Но Леинуй не отвёл глаз.
– Потому что ты давно уже не тот, каким пришёл в село-то наше. Ты на каждой земле, где нам жить случается, меняешься. Люди-то не понимают, а я подмечаю. И у нас-то уже говорили: дескать, на самом деле ты человек креста и нового бога.
– Ошибались они.
– Да, ошибались, я уж знаю. Но снаружи-то: капище уничтожил, язычников вырезал, жрецам бога нового добычу давал. А это ты попросту под людей и обычаи новые применился, себя подстроил, я-то вижу. Потом, в Тронде, вообще как подменили – уже и не новгородец вовсе, а чистый ярл тамошний. И выговор, и взгляд. И даже храбрость твоя всегдашняя – она как камень гранёный. То одним, то другим боком повернётся, и всё по-разному. Ни наши, ни новгородские так на поле под метелью не остались бы камнем стоять. Отбивались бы, уходили. А ты – и сам чуть не сгиб, и всех уложил. Клятву будто дал стоять, пока не срубят. Когда к испанским этим франкам приплыли, ведь тоже: раз-два, и уже другой совсем. Как здешний вояка из тех, кто породовитее. И будто христианин, да не такой, как в Новгороде, а самый что ни есть здешний, и говоришь откуда-то на языке жрецов их. Потом к обрезанным перекинулись – и тут ты хоть и страшный, но почти что свой у них, обычаи понимаешь и язык. Я ведь догадался, зачем ты младшего моего домой отправил. Не потому, что по сыну тоскуешь и Вирке своей, огнём меченной. Не из жалости – потому что нет в тебе её. Отправил ты тех, кто за тобой меняться не поспевал, кто тянул бы тебя назад, напоминал бы о тебе прежнем. А мы, кто остался, – твои подголоски, тени твои. Ты идёшь, и мы следом, не потому, что хотим, а потому, что никак иначе. Сгибнем без тебя.
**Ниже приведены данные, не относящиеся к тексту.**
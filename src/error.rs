//! Crate-level error type and `Result` alias for stable, structured error handling.
//! Converts underlying I/O and GDAL errors, and provides the configuration variants
//! that abort a run before any pixel is processed.
use thiserror::Error;

pub type Result<T> = std::result::Result<T, Error>;

#[derive(Debug, Error)]
pub enum Error {
    #[error("I/O error: {0}")]
    Io(#[from] std::io::Error),

    #[error("GDAL error: {0}")]
    Gdal(#[from] crate::io::GdalError),

    #[error("JSON error: {0}")]
    Json(#[from] serde_json::Error),

    #[error("The channel set is empty, at least one source reflectance band is required")]
    EmptyChannelSet,

    #[error("Channel '{name}' is listed more than once in the source bands")]
    DuplicateChannel { name: String },

    #[error("Invalid source product, band '{name}' required")]
    MissingBand { name: String },

    #[error("Invalid source product, raster '{name}' required")]
    MissingRaster { name: String },

    #[error("Unknown set '{name}' of neural nets specified")]
    UnknownModelSet { name: String },

    #[error("The source product must be geo-coded")]
    NotGeocoded,

    #[error("{name}={value} is outside of the valid interval ({min}, {max})")]
    OutOfRange {
        name: &'static str,
        value: f64,
        min: f64,
        max: f64,
    },

    #[error("Model files error: {0}")]
    ModelFiles(String),

    #[error("Invalid argument: {arg}={value}")]
    InvalidArgument { arg: &'static str, value: String },

    #[error("Processing error: {0}")]
    Processing(String),
}

impl Error {
    /// True for errors detected while validating inputs and parameters,
    /// i.e. before any pixel is computed.
    pub fn is_configuration(&self) -> bool {
        matches!(
            self,
            Error::EmptyChannelSet
                | Error::DuplicateChannel { .. }
                | Error::MissingBand { .. }
                | Error::MissingRaster { .. }
                | Error::UnknownModelSet { .. }
                | Error::NotGeocoded
                | Error::OutOfRange { .. }
                | Error::ModelFiles(_)
                | Error::InvalidArgument { .. }
        )
    }
}

#[cfg(test)]
mod tests {
    use super::*;

    #[test]
    fn configuration_errors_are_told_apart() {
        assert!(Error::NotGeocoded.is_configuration());
        assert!(Error::MissingBand { name: "B2".into() }.is_configuration());
        assert!(!Error::Processing("tile failed".into()).is_configuration());
        let io = Error::from(std::io::Error::new(std::io::ErrorKind::NotFound, "gone"));
        assert!(!io.is_configuration());
    }
}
– Ты это правильно заметил. Но если ты про это никому говорить не будешь, все мы проживём больше.
– Я-то не скажу, зачем мне? – Леинуй ухмыльнулся. – Если скажу, думаешь, поймёт кто? Самое большее, решат: про колдовство твоё говорю. Остальные-то не понимают, что с ними делается. Хорошо им, когда ты рядом, вот и всё. Они уже давно и родню забыли, и блины. В речи-то их одно слово своё на пять чужих, и не замечают. Но это всё не самое важное. Разговор-то я затеял не чтоб показать, какой я мудрый стал, около тебя отираючись. Раньше я думал: хоть боги-то твои прежние, говорят тебе, вот ты и идёшь, и мы за большим, как детки за тятей, тянемся. А ведь и боги твои меняются. Лица у них уже не те, и ты на них не так молишься. Правда? Ты ж тогда, на берегу бесовском, песчаном, будто новому богу молился, а услышали тебя старые. Или нет?
– Если б я знал сам, – только и ответил Инги.
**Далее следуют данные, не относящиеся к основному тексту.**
use std::path::Path;

use gdal::raster::Buffer;
use gdal::spatial_ref::SpatialRef;
use gdal::{Dataset, DriverManager, Metadata};

use aquaret::core::flags::{INPUT_INVALID, VALID_PE};
use aquaret::io::writers::flag_path;
use aquaret::{
    Error, FlagWord, ModelInput, Processor, RetrievalModel, RetrievalParams, RetrievalResult,
};

const COLS: usize = 6;
const ROWS: usize = 4;

/// Puts the first log reflectance into iop_apig.
struct EchoModel;

impl RetrievalModel for EchoModel {
    fn process_pixel(&self, input: &ModelInput<'_>) -> RetrievalResult {
        let mut r = RetrievalResult::nan(input.log_reflectances.len());
        r.rwa = input.log_reflectances.iter().map(|l| l.exp()).collect();
        r.iops = [input.log_reflectances[0], 0.1, 0.2, 0.3, 0.4];
        r.kd489 = 0.5;
        r.kdmin = 0.25;
        r.flags = 0;
        r
    }
}

fn write_product(path: &Path, band_names: &[&str]) {
    write_bands(path, band_names, true);
}

fn write_bands(path: &Path, band_names: &[&str], georeferenced: bool) {
    let driver = DriverManager::get_driver_by_name("GTiff").unwrap();
    let mut ds = driver
        .create_with_band_type::<f64, _>(path, COLS, ROWS, band_names.len())
        .unwrap();
    if georeferenced {
        ds.set_geo_transform(&[10.0, 0.01, 0.0, 55.0, 0.0, -0.01]).unwrap();
        let wkt = SpatialRef::from_epsg(4326).unwrap().to_wkt().unwrap();
        ds.set_projection(&wkt).unwrap();
    }
    ds.set_metadata_item("PRODUCT_START_TIME", "2020-06-01T10:00:00Z", "")
        .unwrap();
    ds.set_metadata_item("PRODUCT_STOP_TIME", "2020-06-01T10:00:03Z", "")
        .unwrap();

    for (i, name) in band_names.iter().enumerate() {
        let value = match *name {
            "sun_zenith" => 35.0,
            "sun_azimuth" => 150.0,
            "view_zenith_mean" => 4.0,
            "view_azimuth_mean" => 100.0,
            "mask" => 1.0,
            _ => 0.01 * (i + 1) as f64,
        };
        let mut data = vec![value; COLS * ROWS];
        if *name == "B3" {
            // one non-positive reflectance at (row 1, col 2)
            data[COLS + 2] = 0.0;
        }
        let mut band = ds.rasterband(i + 1).unwrap();
        band.set_description(name).unwrap();
        let mut buf = Buffer::new((COLS, ROWS), data);
        band.write((0, 0), (COLS, ROWS), &mut buf).unwrap();
    }
}

fn params() -> RetrievalParams {
    RetrievalParams {
        source_bands: ["B2", "B3", "B4", "B5"].map(String::from).to_vec(),
        valid_pixel_band: Some("mask".to_string()),
        input_as_rrs: false,
        ..Default::default()
    }
}

const ALL_BANDS: [&str; 9] = [
    "B2",
    "B3",
    "B4",
    "B5",
    "sun_zenith",
    "sun_azimuth",
    "view_zenith_mean",
    "view_azimuth_mean",
    "mask",
];

#[test]
fn product_round_trip_through_gdal() {
    let dir = tempfile::tempdir().unwrap();
    let input = dir.path().join("scene.tif");
    let output = dir.path().join("scene_aquaret.tif");
    write_product(&input, &ALL_BANDS);

    let processor = Processor::new(params()).unwrap();
    let product = processor.open_product(&input).unwrap();
    assert!(product.times.is_complete());

    let written = processor
        .process_to_path(&input, &output, &EchoModel, true)
        .unwrap();
    assert_eq!(written.flags, flag_path(&output));

    let out = Dataset::open(&output).unwrap();
    let schema = processor.schema();
    let value_channels = schema.channels().len() - 1;
    let virtual_count = aquaret::core::virtual_bands::available_bands(schema).len();
    assert_eq!(out.raster_count() as usize, value_channels + virtual_count);
    assert_eq!(out.rasterband(1).unwrap().description().unwrap(), "rhow_B2");

    let apig_band = schema
        .channels()
        .iter()
        .position(|c| c.name == "iop_apig")
        .unwrap()
        + 1;
    let apig = out
        .rasterband(apig_band)
        .unwrap()
        .read_as::<f32>((0, 0), (COLS, ROWS), (COLS, ROWS), None)
        .unwrap();
    assert!((apig.data()[0] - (0.01f32).ln()).abs() < 1e-5);
    assert!(apig.data()[COLS + 2].is_nan());

    let flags = Dataset::open(&written.flags).unwrap();
    let words = flags
        .rasterband(1)
        .unwrap()
        .read_as::<u32>((0, 0), (COLS, ROWS), (COLS, ROWS), None)
        .unwrap();
    assert_eq!(words.data()[0], VALID_PE.mask());
    assert!(FlagWord(words.data()[COLS + 2]).contains(INPUT_INVALID));

    let sidecar: serde_json::Value =
        serde_json::from_str(&std::fs::read_to_string(&written.sidecar).unwrap()).unwrap();
    assert_eq!(sidecar["parameters"]["source_bands"][1], "B3");
    assert_eq!(sidecar["used_model_files"].as_array().unwrap().len(), 10);
    assert!(sidecar["acquisition"]["start"].is_string());
}

#[test]
fn missing_bands_fail_before_processing() {
    let dir = tempfile::tempdir().unwrap();
    let processor = Processor::new(params()).unwrap();

    let no_b5 = dir.path().join("no_b5.tif");
    write_product(&no_b5, &[
        "B2",
        "B3",
        "B4",
        "sun_zenith",
        "sun_azimuth",
        "view_zenith_mean",
        "view_azimuth_mean",
        "mask",
    ]);
    assert!(matches!(
        processor.open_product(&no_b5),
        Err(Error::MissingBand { name }) if name == "B5"
    ));

    let no_geometry = dir.path().join("no_geometry.tif");
    write_product(&no_geometry, &["B2", "B3", "B4", "B5", "sun_zenith", "mask"]);
    assert!(matches!(
        processor.open_product(&no_geometry),
        Err(Error::MissingRaster { name }) if name == "sun_azimuth"
    ));
}

#[test]
fn products_without_georeference_are_rejected() {
    let dir = tempfile::tempdir().unwrap();
    let input = dir.path().join("plain.tif");
    write_bands(&input, &ALL_BANDS, false);

    let processor = Processor::new(params()).unwrap();
    let err = processor.open_product(&input).err().unwrap();
    assert!(matches!(err, Error::NotGeocoded));
    assert!(err.is_configuration());

    let output = dir.path().join("plain_aquaret.tif");
    assert!(matches!(
        processor.process_to_path(&input, &output, &EchoModel, false),
        Err(Error::NotGeocoded)
    ));
    assert!(!output.exists());
}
– Так вот, хозяин: я не знаю, куда ты нас ведёшь и зачем. Не уверен, что ты сам понимаешь. Тянет тебя, и всё. Я ж понимаю, что с тобой тогда, в Похъеле, случилось. Старик тот страшный – он же и родич тебе, и такой же, как ты. Он же своё колдовство в тебе оставил. Потому ты и языки будто вспоминаешь, а не учишь, и помнишь непонятно откуда берега и горы. Я это всё понимаю. Ты – из детей твоих богов, а мы – так, пасынки. От тебя они хотят такого, чего не выдержит никто другой. Ты любого из нас больше, будто лось с зайцем рядом стоишь. Но это неважно. Ты знай только: мы все, кто долго с тобой был, всегда за тобой пойдём и всегда на твоей стороне станем, что б ни случилось. И если ты будешь молиться новому богу, другому новому, или тому, которому обрезанные молятся, – мы повторим за тобой, и никто не скажет слова против. Разберись с собой, хозяин. А мы следом.
– Спасибо, Леинуй, – сказал Инги. – Я разберусь. Обязательно.
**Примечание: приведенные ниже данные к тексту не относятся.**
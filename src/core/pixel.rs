//! Per-pixel retrieval: prepare model inputs, run the model, scatter the
//! results into the slots of the output schema.
use std::f64::consts::PI;

use tracing::trace;

use crate::core::flags::{FlagWord, INPUT_INVALID, VALID_PE};
use crate::core::model::{ModelInput, RetrievalModel, RetrievalResult};
use crate::core::params::RetrievalParams;
use crate::core::schema::{BlockKind, Iop, Kd, OutputSchema, Uncertainty};
use crate::error::{Error, Result};
use crate::types::ReflectanceUnit;

/// Sun/view geometry and location of a pixel, degrees.
#[derive(Debug, Clone, Copy, PartialEq, Default)]
pub struct Geometry {
    pub lat: f64,
    pub lon: f64,
    pub sun_zenith: f64,
    pub sun_azimuth: f64,
    pub view_zenith: f64,
    pub view_azimuth: f64,
}

/// Inputs of one pixel.
#[derive(Debug, Clone, Copy)]
pub struct PixelSample<'a> {
    pub x: usize,
    pub y: usize,
    pub geometry: Geometry,
    /// Raw reflectances, one per source channel
    pub reflectances: &'a [f64],
    pub valid: bool,
    /// Acquisition time, modified Julian date (NaN when unknown)
    pub mjd: f64,
}

/// Convert an input reflectance into the model's water-leaving domain.
pub fn to_model_domain(value: f64, input_unit: ReflectanceUnit) -> f64 {
    match input_unit {
        ReflectanceUnit::Rrs => value / PI,
        ReflectanceUnit::Rhow => value,
    }
}

/// Convert a model reflectance into the requested output convention.
/// Exact inverse of [`to_model_domain`].
pub fn from_model_domain(value: f64, output_unit: ReflectanceUnit) -> f64 {
    match output_unit {
        ReflectanceUnit::Rrs => value * PI,
        ReflectanceUnit::Rhow => value,
    }
}

/// Natural log of each reflectance in the model domain. Returns false when
/// any input is not strictly positive (or not finite); `out` then holds
/// non-finite entries for those inputs.
pub fn log_reflectances(values: &[f64], input_unit: ReflectanceUnit, out: &mut Vec<f64>) -> bool {
    out.clear();
    let mut ok = true;
    for &v in values {
        if !(v > 0.0 && v.is_finite()) {
            ok = false;
        }
        out.push(to_model_domain(v, input_unit).ln());
    }
    ok
}

/// Buffers reused across the pixels of one worker.
#[derive(Debug, Default, Clone)]
pub struct PixelScratch {
    log_refl: Vec<f64>,
}

impl PixelScratch {
    pub fn with_channels(channel_count: usize) -> Self {
        Self {
            log_refl: Vec::with_capacity(channel_count),
        }
    }
}

/// The per-pixel procedure, configured once per run.
#[derive(Debug, Clone)]
pub struct PixelTransform {
    schema: OutputSchema,
    input_unit: ReflectanceUnit,
    solar_flux: Vec<f64>,
}

impl PixelTransform {
    pub fn new(schema: OutputSchema, input_unit: ReflectanceUnit, solar_flux: Vec<f64>) -> Result<Self> {
        if solar_flux.len() != schema.channel_count() {
            return Err(Error::InvalidArgument {
                arg: "solar_flux",
                value: format!(
                    "{} values for {} channels",
                    solar_flux.len(),
                    schema.channel_count()
                ),
            });
        }
        Ok(Self {
            schema,
            input_unit,
            solar_flux,
        })
    }

    pub fn from_params(params: &RetrievalParams) -> Result<Self> {
        Self::new(params.schema()?, params.input_unit(), params.solar_flux_values())
    }

    pub fn schema(&self) -> &OutputSchema {
        &self.schema
    }

    pub fn input_unit(&self) -> ReflectanceUnit {
        self.input_unit
    }

    /// Compute one pixel into `out`, a row of `schema().width()` slots.
    /// Only assigned slots are written. Returns the flag word, which is also
    /// stored in the flag slot.
    pub fn compute<M: RetrievalModel + ?Sized>(
        &self,
        sample: &PixelSample<'_>,
        model: &M,
        out: &mut [f64],
    ) -> FlagWord {
        let mut scratch = PixelScratch::with_channels(self.schema.channel_count());
        self.compute_with(sample, model, out, &mut scratch)
    }

    /// [`compute`](Self::compute) with caller-owned buffers, for loops over
    /// many pixels.
    pub fn compute_with<M: RetrievalModel + ?Sized>(
        &self,
        sample: &PixelSample<'_>,
        model: &M,
        out: &mut [f64],
        scratch: &mut PixelScratch,
    ) -> FlagWord {
        debug_assert!(out.len() >= self.schema.width());
        debug_assert_eq!(sample.reflectances.len(), self.schema.channel_count());

        let mut flags = FlagWord::default();
        if sample.valid {
            flags.set(VALID_PE);
        }

        let log_refl = &mut scratch.log_refl;
        if !log_reflectances(sample.reflectances, self.input_unit, log_refl) {
            trace!("Non-positive reflectance at ({}, {})", sample.x, sample.y);
            flags.set(INPUT_INVALID);
            self.fill_nan(out);
            out[self.schema.flag_slot()] = flags.as_sample();
            return flags;
        }

        let g = &sample.geometry;
        let input = ModelInput {
            x: sample.x,
            y: sample.y,
            lat: g.lat,
            lon: g.lon,
            log_reflectances: log_refl,
            solar_flux: &self.solar_flux,
            sun_zenith: g.sun_zenith,
            sun_azimuth: g.sun_azimuth,
            view_zenith: g.view_zenith,
            view_azimuth: g.view_azimuth,
            altitude: 0.0,
            valid: sample.valid,
            pressure: 0.0,
            ozone: 0.0,
            mjd: sample.mjd,
        };
        let result = model.process_pixel(&input);

        self.scatter(&result, out);
        flags.merge(result.flags);
        out[self.schema.flag_slot()] = flags.as_sample();
        flags
    }

    /// NaN in every assigned value slot.
    fn fill_nan(&self, out: &mut [f64]) {
        for channel in self.schema.channels() {
            if channel.kind != BlockKind::Flags {
                out[channel.slot] = f64::NAN;
            }
        }
    }

    fn scatter(&self, result: &RetrievalResult, out: &mut [f64]) {
        let schema = &self.schema;
        let unit = schema.output_unit();

        if let Some(block) = schema.block(BlockKind::AcReflectance) {
            for (slot, v) in block.slots().zip(&result.rwa) {
                out[slot] = from_model_domain(*v, unit);
            }
        }
        if let Some(block) = schema.block(BlockKind::NormalizedReflectance) {
            for (slot, v) in block.slots().zip(&result.rwn) {
                out[slot] = from_model_domain(*v, unit);
            }
        }
        if let Some(slot) = schema.out_of_scope() {
            out[slot] = result.rwa_oos;
        }

        for iop in Iop::ALL {
            out[schema.iop(iop)] = result.iops[iop.index()];
        }

        for kd in Kd::ALL {
            if let Some(slot) = schema.kd(kd) {
                out[slot] = match kd {
                    Kd::Kd489 => result.kd489,
                    Kd::Kdmin => result.kdmin,
                };
            }
        }

        // Kd uncertainties resolve to no slot unless kd is emitted.
        for iop in Iop::ALL {
            if let Some(slot) = schema.uncertainty(Uncertainty::Iop(iop)) {
                out[slot] = result.unc_iops[iop.index()];
            }
        }
        for (i, unc) in [Uncertainty::Adg, Uncertainty::Atot, Uncertainty::Btot]
            .into_iter()
            .enumerate()
        {
            if let Some(slot) = schema.uncertainty(unc) {
                out[slot] = result.unc_sums[i];
            }
        }
        for kd in Kd::ALL {
            if let Some(slot) = schema.uncertainty(Uncertainty::Kd(kd)) {
                out[slot] = result.unc_kd[kd.index()];
            }
        }
    }
}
Изогнувшись, как изготовившийся к прыжку кот, на них обоих глядел из сумрака Хуан, притаившийся за камнем. Хозяин ушёл в ночь. Одного хозяина отпускать нельзя. Он хороший – добрый и мудрый. И очень, очень сильный. Но не как сеньор Гонсалес. И не как бешеные рыцари Калатравы. Он как камень сильный, не как люди. Но спина его – не камень. Если Хуан не устережёт, то кто же? Когда пришёл этот Леину, огромный, не человек, помесь буйвола с валуном, Хуан чуть из-за камня не выпрыгнул. Хоть и не враг он – говорят, побратимы хозяин с этим Леуни, – а всё же так угрозой от него и разит. Добра в нём нет. Хозяин очень жестокий, жесточе даже полулицего, который бес в человеческом теле, но с ним спокойно, потому что он – как отец. Суровый и страшный, но всё-таки отец. А Леони этот – чужой. Пришелец в семье.